The fear of publishing that pamphlet was a strange, somewhat invisible force that I realise has manifested in my life in many different ways and continues to control me and keep me half-hidden. It keeps me from coming out into the world a full shining version of myself. In response, I fashion a workaround; I immerse myself in metaphor, myth and archetype, in fairy stories that speak directly to me so I do not have to speak directly about myself. I am deeply fascinated in masks and mummery, the otherworld, of walking in the shadows; poetry and fine art always appealing to me because of the way they allow me to hide within them. Even in my dreams I am constantly covering myself in protective wrappings, constantly finding the smallest place to squeeze into; I dream of many-roomed houses that remain shut up and unexplored, make elaborate costumes and disguises for myself to wear out in public. I align myself to creatures who run close to the earth and sleep underground. When I dream I am exposed in any way, be it through nakedness in public or being asked to perform in front of an audience, the dream becomes a nightmare. I am frightened of flying and I am unable to fly in my dreams and although I regularly have a plane journeys to make, I nearly always ‘arrange’ to miss them through the inability to pack the right belongings or get to the airport on time.
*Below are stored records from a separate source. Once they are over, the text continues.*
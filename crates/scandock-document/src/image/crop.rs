// SPDX-License-Identifier: PMPL-1.0-or-later
// Copyright (c) 2026 Jonathan D.A. Jewell (hyperpolymath) <jonathan.jewell@open.ac.uk>
//
// Crop geometry — mapping between view space (where the user drags the crop
// box over a letterboxed preview) and image space (raster pixels).
//
// Everything here is synchronous and pure. The only raster operation is the
// final extraction in `crop_to_image`.

use image::RgbaImage;
use serde::{Deserialize, Serialize};
use tracing::debug;

/// Snap tolerance for pixel coordinates that land a rounding error away from
/// an integer (e.g. `299.99997` from a float scale factor).
const PIXEL_SNAP_EPSILON: f64 = 1e-3;

/// A point in view coordinates.
#[derive(Debug, Clone, Copy, PartialEq, Default, Serialize, Deserialize)]
pub struct Point {
    pub x: f32,
    pub y: f32,
}

impl Point {
    pub fn new(x: f32, y: f32) -> Self {
        Self { x, y }
    }

    pub fn distance(self, other: Point) -> f32 {
        let dx = self.x - other.x;
        let dy = self.y - other.y;
        (dx * dx + dy * dy).sqrt()
    }
}

/// Width and height of a view.
#[derive(Debug, Clone, Copy, PartialEq, Default, Serialize, Deserialize)]
pub struct Size {
    pub width: f32,
    pub height: f32,
}

impl Size {
    pub fn new(width: f32, height: f32) -> Self {
        Self { width, height }
    }
}

/// Axis-aligned rectangle, edges in view coordinates.
#[derive(Debug, Clone, Copy, PartialEq, Default, Serialize, Deserialize)]
pub struct Rect {
    pub left: f32,
    pub top: f32,
    pub right: f32,
    pub bottom: f32,
}

impl Rect {
    pub fn new(left: f32, top: f32, right: f32, bottom: f32) -> Self {
        Self {
            left,
            top,
            right,
            bottom,
        }
    }

    /// Build from the `[left, top, right, bottom]` layout used in config.
    pub fn from_array(edges: [f32; 4]) -> Self {
        Self::new(edges[0], edges[1], edges[2], edges[3])
    }

    pub fn width(&self) -> f32 {
        self.right - self.left
    }

    pub fn height(&self) -> f32 {
        self.bottom - self.top
    }

    pub fn is_empty(&self) -> bool {
        !(self.width() > 0.0 && self.height() > 0.0)
    }

    /// Overlap of two rectangles, `None` when they do not share any area.
    pub fn intersect(&self, other: &Rect) -> Option<Rect> {
        let out = Rect::new(
            self.left.max(other.left),
            self.top.max(other.top),
            self.right.min(other.right),
            self.bottom.min(other.bottom),
        );
        (!out.is_empty()).then_some(out)
    }

    pub fn translate(&self, dx: f32, dy: f32) -> Rect {
        Rect::new(self.left + dx, self.top + dy, self.right + dx, self.bottom + dy)
    }

    pub fn corner(&self, corner: Corner) -> Point {
        match corner {
            Corner::TopLeft => Point::new(self.left, self.top),
            Corner::TopRight => Point::new(self.right, self.top),
            Corner::BottomLeft => Point::new(self.left, self.bottom),
            Corner::BottomRight => Point::new(self.right, self.bottom),
        }
    }
}

/// Crop box corner handles, in hit-test priority order.
#[derive(Debug, Clone, Copy, PartialEq, Eq, Hash, Serialize, Deserialize)]
pub enum Corner {
    TopLeft,
    TopRight,
    BottomLeft,
    BottomRight,
}

impl Corner {
    pub const ALL: [Corner; 4] = [
        Corner::TopLeft,
        Corner::TopRight,
        Corner::BottomLeft,
        Corner::BottomRight,
    ];
}

/// The part of a `view` that an `image_w` x `image_h` raster covers when
/// scaled to fit and centred.
///
/// Degenerate inputs (zero-sized image or view) yield an empty rect.
pub fn compute_display_rect(image_w: u32, image_h: u32, view: Size) -> Rect {
    if image_w == 0 || image_h == 0 || !(view.width > 0.0 && view.height > 0.0) {
        return Rect::default();
    }

    let image_ratio = image_w as f32 / image_h as f32;
    let view_ratio = view.width / view.height;

    if image_ratio > view_ratio {
        let displayed_height = view.width / image_ratio;
        let top = (view.height - displayed_height) / 2.0;
        Rect::new(0.0, top, view.width, top + displayed_height)
    } else {
        let displayed_width = view.height * image_ratio;
        let left = (view.width - displayed_width) / 2.0;
        Rect::new(left, 0.0, left + displayed_width, view.height)
    }
}

/// First corner of `rect` strictly closer than `threshold` to `point`.
pub fn hit_test_corner(point: Point, rect: &Rect, threshold: f32) -> Option<Corner> {
    Corner::ALL
        .into_iter()
        .find(|&corner| point.distance(rect.corner(corner)) < threshold)
}

/// Apply one drag step. A grabbed corner moves its two edges; otherwise the
/// whole box pans. The result is always clamped.
pub fn drag_update(
    rect: &Rect,
    active: Option<Corner>,
    delta: Point,
    bounds: Size,
    min_size: f32,
) -> Rect {
    let moved = match active {
        Some(Corner::TopLeft) => Rect::new(
            rect.left + delta.x,
            rect.top + delta.y,
            rect.right,
            rect.bottom,
        ),
        Some(Corner::TopRight) => Rect::new(
            rect.left,
            rect.top + delta.y,
            rect.right + delta.x,
            rect.bottom,
        ),
        Some(Corner::BottomLeft) => Rect::new(
            rect.left + delta.x,
            rect.top,
            rect.right,
            rect.bottom + delta.y,
        ),
        Some(Corner::BottomRight) => Rect::new(
            rect.left,
            rect.top,
            rect.right + delta.x,
            rect.bottom + delta.y,
        ),
        None => rect.translate(delta.x, delta.y),
    };
    clamp_rect(&moved, bounds, min_size)
}

/// Force `rect` inside `[0, bounds]` with both sides at least `min_size`.
///
/// A view smaller than `min_size` on an axis caps the minimum at the view
/// size, so the result still fits. Non-finite edges are treated as 0.
pub fn clamp_rect(rect: &Rect, bounds: Size, min_size: f32) -> Rect {
    let bounds_w = finite_or_zero(bounds.width).max(0.0);
    let bounds_h = finite_or_zero(bounds.height).max(0.0);
    let min_size = finite_or_zero(min_size).max(0.0);
    let min_w = min_size.min(bounds_w);
    let min_h = min_size.min(bounds_h);

    let left = coerce(finite_or_zero(rect.left), 0.0, bounds_w - min_w);
    let top = coerce(finite_or_zero(rect.top), 0.0, bounds_h - min_h);
    let right = coerce(finite_or_zero(rect.right), left + min_w, bounds_w);
    let bottom = coerce(finite_or_zero(rect.bottom), top + min_h, bounds_h);

    Rect::new(left, top, right, bottom)
}

/// Extract the part of `raster` under `crop` (view space), given where the
/// raster is drawn (`display`).
///
/// Returns a 0x0 raster when the crop misses the image or the display rect is
/// degenerate; callers reject that before committing.
pub fn crop_to_image(raster: &RgbaImage, crop: &Rect, display: &Rect) -> RgbaImage {
    let (raster_w, raster_h) = raster.dimensions();
    match crop_region(raster_w, raster_h, crop, display) {
        Some((x, y, w, h)) => image::imageops::crop_imm(raster, x, y, w, h).to_image(),
        None => RgbaImage::new(0, 0),
    }
}

/// Pixel box `(x, y, width, height)` that `crop` selects from a
/// `raster_w` x `raster_h` raster shown at `display`. `None` when the
/// selection covers no pixels.
pub fn crop_region(raster_w: u32, raster_h: u32, crop: &Rect, display: &Rect) -> Option<(u32, u32, u32, u32)> {
    if display.is_empty() || raster_w == 0 || raster_h == 0 {
        return None;
    }
    let visible = crop.intersect(display)?;

    let scale_x = raster_w as f64 / display.width() as f64;
    let scale_y = raster_h as f64 / display.height() as f64;

    let x = to_pixel((visible.left - display.left) as f64 * scale_x).min(raster_w);
    let y = to_pixel((visible.top - display.top) as f64 * scale_y).min(raster_h);
    let w = to_pixel(visible.width() as f64 * scale_x).min(raster_w - x);
    let h = to_pixel(visible.height() as f64 * scale_y).min(raster_h - y);

    debug!(x, y, w, h, "Crop mapped to image space");

    (w > 0 && h > 0).then_some((x, y, w, h))
}

/// Interactive crop state for one crop screen: the box, the grabbed corner,
/// and the view it lives in.
#[derive(Debug, Clone)]
pub struct CropSession {
    rect: Rect,
    active: Option<Corner>,
    bounds: Size,
    min_size: f32,
    threshold: f32,
}

impl CropSession {
    pub fn new(initial: Rect, bounds: Size, min_size: f32, threshold: f32) -> Self {
        Self {
            rect: clamp_rect(&initial, bounds, min_size),
            active: None,
            bounds,
            min_size,
            threshold,
        }
    }

    pub fn rect(&self) -> Rect {
        self.rect
    }

    pub fn active_corner(&self) -> Option<Corner> {
        self.active
    }

    /// Start a gesture at `point`; grabs a corner if one is in reach.
    pub fn begin_drag(&mut self, point: Point) -> Option<Corner> {
        self.active = hit_test_corner(point, &self.rect, self.threshold);
        self.active
    }

    pub fn drag(&mut self, delta: Point) -> Rect {
        self.rect = drag_update(&self.rect, self.active, delta, self.bounds, self.min_size);
        self.rect
    }

    pub fn end_drag(&mut self) {
        self.active = None;
    }

    /// Cut the current box out of `raster`, assuming it is displayed
    /// letterboxed in this session's view.
    pub fn crop(&self, raster: &RgbaImage) -> RgbaImage {
        let display = compute_display_rect(raster.width(), raster.height(), self.bounds);
        crop_to_image(raster, &self.rect, &display)
    }
}

fn finite_or_zero(value: f32) -> f32 {
    if value.is_finite() { value } else { 0.0 }
}

/// `value` limited to `[lo, hi]`; `lo` wins if the range is inverted.
fn coerce(value: f32, lo: f32, hi: f32) -> f32 {
    value.min(hi).max(lo)
}

/// Truncate toward zero, snapping values that sit within float noise of the
/// next integer.
fn to_pixel(value: f64) -> u32 {
    if !value.is_finite() || value <= 0.0 {
        return 0;
    }
    let rounded = value.round();
    let snapped = if (value - rounded).abs() < PIXEL_SNAP_EPSILON {
        rounded
    } else {
        value.trunc()
    };
    snapped.min(u32::MAX as f64) as u32
}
When I do manage to make the flight, the plane never leaves the ground or flies so low that I feel that it is all a pretence.

Since leaving the solidity and solidarity of Art College, my creative life has moved in inexorable circles; always galloping ahead to a certain point and then collapsing inwards like a blackhole when I am on the cusp of success in my endeavours. The saboteur still reigns supreme. I create for myself and never tell anyone; I write poetry pamphlets and never publish them; I start knitting projects but never finish them; I draw only in very small sketchbooks; I spend hours planning but rarely start; I get to the point where one or two people find out about what I’m doing and I swerve off in a different direction, I run for cover; ever the beginner, ever starting over, with a knowledge base spreading ever more thinly over more and more disciplines. I make sure my footprints are always swept up behind me so that I can never be followed back to my den where my pups are always waiting hungry and thirsty. They need to be fed yet I am always drained. And each time I start afresh it gets harder and harder. In my 50th year, it is not so easy to start dancing like the 20 year old I wish I still was or pick up that creative spark I wish I still had when I left college 25 years ago. Sometimes I feel I absolutely must start again but most days I don’t feel strong enough, so that act of bravery is put off for another year. I often look back at my journals and realise that I have been struggling with this for a long, long time.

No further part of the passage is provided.